職場恋愛
元々割り振られていたエアコンフロアに行くと真っ先に岩木さんに怒られている結を見つけた。

どうしたんだろう。


「すいません、お兄さん」

「はい!」

結の方が気になるけど、今は仕事中。
お客様が優先。

呼ばれた方に振り返ると40代くらいのキツそうな女性がいた。

「こちらの責任者さんを呼んでいただけます?」

え……っと…?

「どうかされましたか?」

「どうかもなにも、ここの従業員の方たちみんな無愛想でやる気ないじゃない。気分悪いんだけど」


みんな…?


「大変申し訳ありませんでした」

「別にあなたに謝られたって何も感じないわよ。もっと偉い人呼んでちょうだい。こんな不快なお店初めてだわ。あったま来ちゃった」

誰だ…この人対応したの…。


「すみません。今すぐ呼びますので、少々お待ちください」

偉い人って店長代理だよな。
リーダー呼んだって同じこと言われるだろうし。

インカムで呼ぼうと思ったけど、確かインカム付けてなかったし、名前が分からないから呼びようがない。

事務所まで走るか…。






コンコン

「失礼します。すみません、責任者を呼べって言われたので対応をお願いしたいのですが」

さっき出たばかりの事務所に戻って店長代理にお願いする。


「内容は?」


「従業員の対応が悪かったみたいで、気分が悪いと…。

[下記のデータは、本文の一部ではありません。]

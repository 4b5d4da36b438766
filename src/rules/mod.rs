//! Rule catalogue.
//!
//! Every rule is a plain function from a [`RuleContext`] to the
//! diagnostics it finds. Rules share nothing and may run in any order;
//! the reporter sorts and deduplicates their combined output.

pub mod declaration;
pub mod descriptors;
pub mod enums;
pub mod factories;
pub mod hierarchy;
pub mod members;
pub mod pairing;
pub mod unions;
pub mod usage;
pub mod value_objects;

pub use descriptors::{descriptor, RuleDescriptor, DESCRIPTORS};

use crate::common::Span;
use crate::diagnostics::{format_message, Diagnostic, Location, Severity};
use crate::patterns::{Classification, PatternKind};
use crate::semantic::{Compilation, FileId, Scope, TypeId};
use crate::syntax::ast::{ModifierKind, TypeDecl};
use crate::syntax::SourceFile;

/// One partial part of the declaration under analysis.
#[derive(Clone, Copy)]
pub struct Part<'a> {
    pub id: TypeId,
    pub decl: &'a TypeDecl,
    pub file: &'a SourceFile,
}

/// Everything a rule may look at for one declaration.
pub struct RuleContext<'a> {
    pub compilation: &'a Compilation,
    pub id: TypeId,
    pub decl: &'a TypeDecl,
    pub file: &'a SourceFile,
    pub file_id: FileId,
    pub classification: &'a Classification,
}

impl<'a> RuleContext<'a> {
    pub fn new(compilation: &'a Compilation, id: TypeId, classification: &'a Classification) -> Self {
        let symbols = compilation.symbols();
        let file_id = symbols.get(id).file;
        Self {
            compilation,
            id,
            decl: symbols.decl(id),
            file: symbols.file(file_id).as_ref(),
            file_id,
            classification,
        }
    }

    pub fn name(&self) -> &'a str {
        &self.decl.name.text
    }

    pub fn kind(&self) -> Option<&'a PatternKind> {
        self.classification.primary.as_ref()
    }

    /// Scope inside the declaration body.
    pub fn scope(&self) -> Scope {
        self.compilation.scope_of(self.id)
    }

    pub fn library_namespace(&self) -> &'a str {
        &self.compilation.library().namespace
    }

    pub fn nullable_enabled_at(&self, offset: usize) -> bool {
        self.compilation.nullable_enabled(self.file_id, offset)
    }

    /// Every partial part of this declaration in the same assembly,
    /// this one included.
    pub fn parts(&self) -> Vec<TypeId> {
        self.compilation.parts(self.id)
    }

    /// Every partial part with its declaration and file.
    pub fn part_decls(&self) -> Vec<Part<'a>> {
        let symbols = self.compilation.symbols();
        self.parts()
            .into_iter()
            .map(|id| Part {
                id,
                decl: symbols.decl(id),
                file: symbols.source_of(id),
            })
            .collect()
    }

    /// Modifiers of partial parts combine.
    pub fn has_modifier(&self, kind: ModifierKind) -> bool {
        self.part_decls().iter().any(|p| p.decl.has_modifier(kind))
    }

    /// The part carrying the markers. Declaration-level rules run there
    /// once; member rules walk every part from it.
    pub fn is_home_part(&self) -> bool {
        self.classification.home.map_or(true, |home| home == self.id)
    }

    pub fn report(&self, id: &'static str, span: Span, args: Vec<String>) -> Diagnostic {
        let severity = descriptor(id).map_or(Severity::Error, |d| d.severity);
        self.report_with_severity(id, severity, span, args)
    }

    pub fn report_with_severity(
        &self,
        id: &'static str,
        severity: Severity,
        span: Span,
        args: Vec<String>,
    ) -> Diagnostic {
        self.report_in(self.file, id, severity, span, args)
    }

    /// Reports a member of another partial part in that part's file.
    pub fn report_on(&self, part: &Part<'_>, id: &'static str, span: Span, args: Vec<String>) -> Diagnostic {
        let severity = descriptor(id).map_or(Severity::Error, |d| d.severity);
        self.report_in(part.file, id, severity, span, args)
    }

    /// Reports a location in another file, e.g. a case type declared in a
    /// different part of the hierarchy.
    pub fn report_in(
        &self,
        file: &SourceFile,
        id: &'static str,
        severity: Severity,
        span: Span,
        args: Vec<String>,
    ) -> Diagnostic {
        let message = descriptor(id).map_or_else(String::new, |d| format_message(d.message, &args));
        Diagnostic {
            id,
            severity,
            args,
            message,
            location: Location::new(file, span),
            additional_locations: Vec::new(),
            node_span: span,
        }
    }
}

pub type RuleFn = fn(&RuleContext<'_>) -> Vec<Diagnostic>;

/// A registered rule.
#[derive(Clone, Copy)]
pub struct Rule {
    pub id: &'static str,
    pub check: RuleFn,
}

impl std::fmt::Debug for Rule {
    fn fmt(&self, f: &mut std::fmt::Formatter<'_>) -> std::fmt::Result {
        f.debug_struct("Rule").field("id", &self.id).finish()
    }
}

macro_rules! rules {
    ($($id:path => $check:path,)*) => {
        static CATALOGUE: &[Rule] = &[$(Rule { id: $id, check: $check },)*];
    };
}

use descriptors as d;

rules! {
    d::FIELD_MUST_BE_READ_ONLY => members::field_must_be_read_only,
    d::PROPERTY_MUST_BE_READ_ONLY => members::property_must_be_read_only,
    d::TYPE_MUST_BE_CLASS_OR_STRUCT => declaration::type_must_be_class_or_struct,
    d::TYPE_MUST_BE_PARTIAL => declaration::type_must_be_partial,
    d::MULTIPLE_INCOMPATIBLE_ENUM_INTERFACES => enums::multiple_incompatible_enum_interfaces,
    d::ENUM_ITEM_MUST_BE_PUBLIC => members::enum_item_must_be_public,
    d::CONSTRUCTORS_MUST_BE_PRIVATE => hierarchy::constructors_must_be_private,
    d::STRUCT_MUST_BE_READ_ONLY => declaration::struct_must_be_read_only,
    d::TYPE_MUST_BE_SEALED => hierarchy::type_must_be_sealed,
    d::DERIVED_TYPE_MUST_BE_SEALED => hierarchy::derived_type_must_be_sealed,
    d::DERIVED_TYPE_CONSTRUCTORS_MUST_BE_PRIVATE => hierarchy::derived_type_constructors_must_be_private,
    d::TYPE_MUST_NOT_BE_GENERIC => declaration::type_must_not_be_generic,
    d::TYPE_MUST_NOT_BE_INSIDE_GENERIC_TYPE => declaration::type_must_not_be_inside_generic_type,
    d::KEY_MEMBER_MUST_NOT_BE_NULLABLE => value_objects::key_member_must_not_be_nullable,
    d::CUSTOM_KEY_MEMBER_TYPE_MISMATCH => value_objects::custom_key_member_type_mismatch,
    d::CUSTOM_KEY_MEMBER_NOT_FOUND => value_objects::custom_key_member_not_found,
    d::INVALID_CREATE_INVALID_ITEM_SIGNATURE => enums::invalid_create_invalid_item_signature,
    d::ABSTRACT_ENUM_MUST_IMPLEMENT_CREATE_INVALID_ITEM => enums::abstract_enum_must_implement_create_invalid_item,
    d::NON_VALIDATABLE_ENUM_MUST_BE_CLASS => enums::non_validatable_enum_must_be_class,
    d::ENUM_HAS_NO_ITEMS => enums::enum_has_no_items,
    d::EXTENSIBLE_ENUM_CANNOT_BE_STRUCT => enums::extensible_enum_cannot_be_struct,
    d::EXTENSIBLE_ENUM_MUST_NOT_HAVE_VIRTUAL_MEMBERS => enums::extensible_enum_must_not_have_virtual_members,
    d::STATIC_PROPERTIES_ARE_NOT_ITEMS => members::static_properties_are_not_items,
    d::PRIMARY_CONSTRUCTOR_NOT_ALLOWED => declaration::primary_constructor_not_allowed,
    d::EXPLICIT_COMPARER_WITHOUT_EQUALITY_COMPARER => pairing::comparer_without_equality_comparer,
    d::EXPLICIT_EQUALITY_COMPARER_WITHOUT_COMPARER => pairing::equality_comparer_without_comparer,
    d::COMPARER_KEY_TYPE_MISMATCH => pairing::comparer_key_type_mismatch,
    d::OPERATORS_GENERATION_MISMATCH => pairing::operators_generation_mismatch,
    d::NON_DEFAULT_STRUCT_MEMBER_MUST_BE_REQUIRED => members::non_default_struct_member_must_be_required,
    d::ALLOW_DEFAULT_STRUCTS_WITH_NON_DEFAULT_MEMBERS => members::allow_default_structs_with_non_default_members,
    d::DEFAULT_INSTANCE_NOT_ALLOWED => usage::default_instance_not_allowed,
    d::DISPATCH_LAMBDA_MUST_BE_STATIC => usage::dispatch_lambda_must_be_static,
    d::INTERNAL_API_USAGE => usage::internal_api_usage,
    d::REGULAR_UNION_MUST_BE_CLASS_OR_RECORD => unions::regular_union_must_be_class_or_record,
    d::UNION_CASE_MUST_BE_SEALED_OR_PRIVATE => unions::union_case_must_be_sealed_or_private,
    d::INNER_TYPE_DOES_NOT_DERIVE_FROM_UNION => unions::inner_type_does_not_derive_from_union,
    d::AD_HOC_UNION_TYPES_MUST_BE_DISTINCT => unions::ad_hoc_union_types_must_be_distinct,
    d::MULTIPLE_FACTORIES_FOR_SERIALIZATION_FRAMEWORK => factories::multiple_factories_for_serialization,
    d::MULTIPLE_FACTORIES_FOR_ENTITY_FRAMEWORK => factories::multiple_factories_for_entity_framework,
    d::MULTIPLE_FACTORIES_FOR_MODEL_BINDING => factories::multiple_factories_for_model_binding,
    d::VALIDATE_METHOD_MISSING => factories::validate_method_missing,
    d::VALIDATE_METHOD_SIGNATURE_INVALID => factories::validate_method_signature_invalid,
    d::TO_VALUE_METHOD_MISSING => factories::to_value_method_missing,
    d::TO_VALUE_METHOD_SIGNATURE_INVALID => factories::to_value_method_signature_invalid,
    d::CORRESPONDING_CONSTRUCTOR_MISSING => factories::corresponding_constructor_missing,
    d::VALIDATION_ERROR_TYPE_MUST_IMPLEMENT_CONTRACT => factories::validation_error_type_must_implement_contract,
    d::USE_DELEGATE_FROM_CONSTRUCTOR_METHOD_MUST_BE_PARTIAL => declaration::use_delegate_method_must_be_partial,
    d::USE_DELEGATE_FROM_CONSTRUCTOR_METHOD_MUST_NOT_BE_GENERIC => declaration::use_delegate_method_must_not_be_generic,
}

/// The full catalogue in identifier order.
pub fn catalogue() -> &'static [Rule] {
    CATALOGUE
}

/// Runs `rules` against one declaration.
///
/// Declarations without a classification only get the usage rules, which
/// look at what the declaration's code does rather than what it is. Usage
/// rules run on every partial part; the rest only on the home part.
pub fn evaluate(ctx: &RuleContext<'_>, rules: &[Rule]) -> Vec<Diagnostic> {
    let declaration_rules = !ctx.classification.is_empty() && ctx.is_home_part();
    rules
        .iter()
        .filter(|rule| declaration_rules || usage::is_usage_rule(rule.id))
        .flat_map(|rule| {
            let found = (rule.check)(ctx);
            if !found.is_empty() {
                tracing::trace!(rule = rule.id, count = found.len(), declaration = ctx.name(), "rule fired");
            }
            found
        })
        .collect()
}

pub(crate) fn display_type(ctx: &RuleContext<'_>, ty: &crate::semantic::ResolvedType) -> String {
    ty.display(ctx.compilation.symbols()).to_string()
}

#[cfg(test)]
pub(crate) mod testing {
    use super::*;
    use crate::patterns::classify;

    /// Runs the whole catalogue over one source file and returns the
    /// diagnostics with id `id`.
    pub fn run(src: &str, id: &str) -> Vec<Diagnostic> {
        let c = Compilation::from_sources("App", &[("Test.cs", src)]);
        run_on(&c, id)
    }

    pub fn run_on(c: &Compilation, id: &str) -> Vec<Diagnostic> {
        let mut out = Vec::new();
        for type_id in c.current_types() {
            let classification = classify(c, type_id);
            let ctx = RuleContext::new(c, type_id, &classification);
            let rules: Vec<Rule> = catalogue().iter().copied().filter(|r| r.id == id).collect();
            out.extend(evaluate(&ctx, &rules));
        }
        out.sort_by_key(|d| d.location.span);
        out.dedup_by(|a, b| a.key() == b.key());
        out
    }

    pub fn args(diagnostics: &[Diagnostic]) -> Vec<Vec<String>> {
        diagnostics.iter().map(|d| d.args.clone()).collect()
    }
}

#[cfg(test)]
mod tests {
    use super::*;

    #[test]
    fn catalogue_covers_every_descriptor_once() {
        let ids: Vec<&str> = catalogue().iter().map(|r| r.id).collect();
        let expected: Vec<&str> = DESCRIPTORS.iter().map(|d| d.id).collect();
        assert_eq!(ids, expected);
    }
}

かなり怒っていらっしゃって」


「めんどくせぇ」


「………」


「お前対応できるだろ。俺は忙しい」


………まじか。


「………頑張ってみます」


絶対無理………。
クレーム対応ほど苦手なものはない。





「お客様、大変申し訳ありません。責任者の方が席を外しておりまして、、…………」


「はぁ?呼んでくるって言ったから待ってたんだけど?」


そうなるわな。


「申し訳ありません」

「あなた名前は?」

「逢坂です」

「何年目?」

「2年目です」

「2年目の逢坂さんね、覚えたからね」

「はい…申し訳ありませんでした」


俺の名前を聞いて満足したのか、プンスカ怒りながら出口へと向かって行った女性客。

こんなに怒らせるって逆にすごいけど、誰が対応したんだか。


ふと視線を移すとまだ岩木さんに怒られている結の姿が見えた。

何をやらかしたんだ…。


ちょっとかわいそうだけど俺が出る幕じゃないから話は後で聞くとして。
お客さんが多いところに行こう。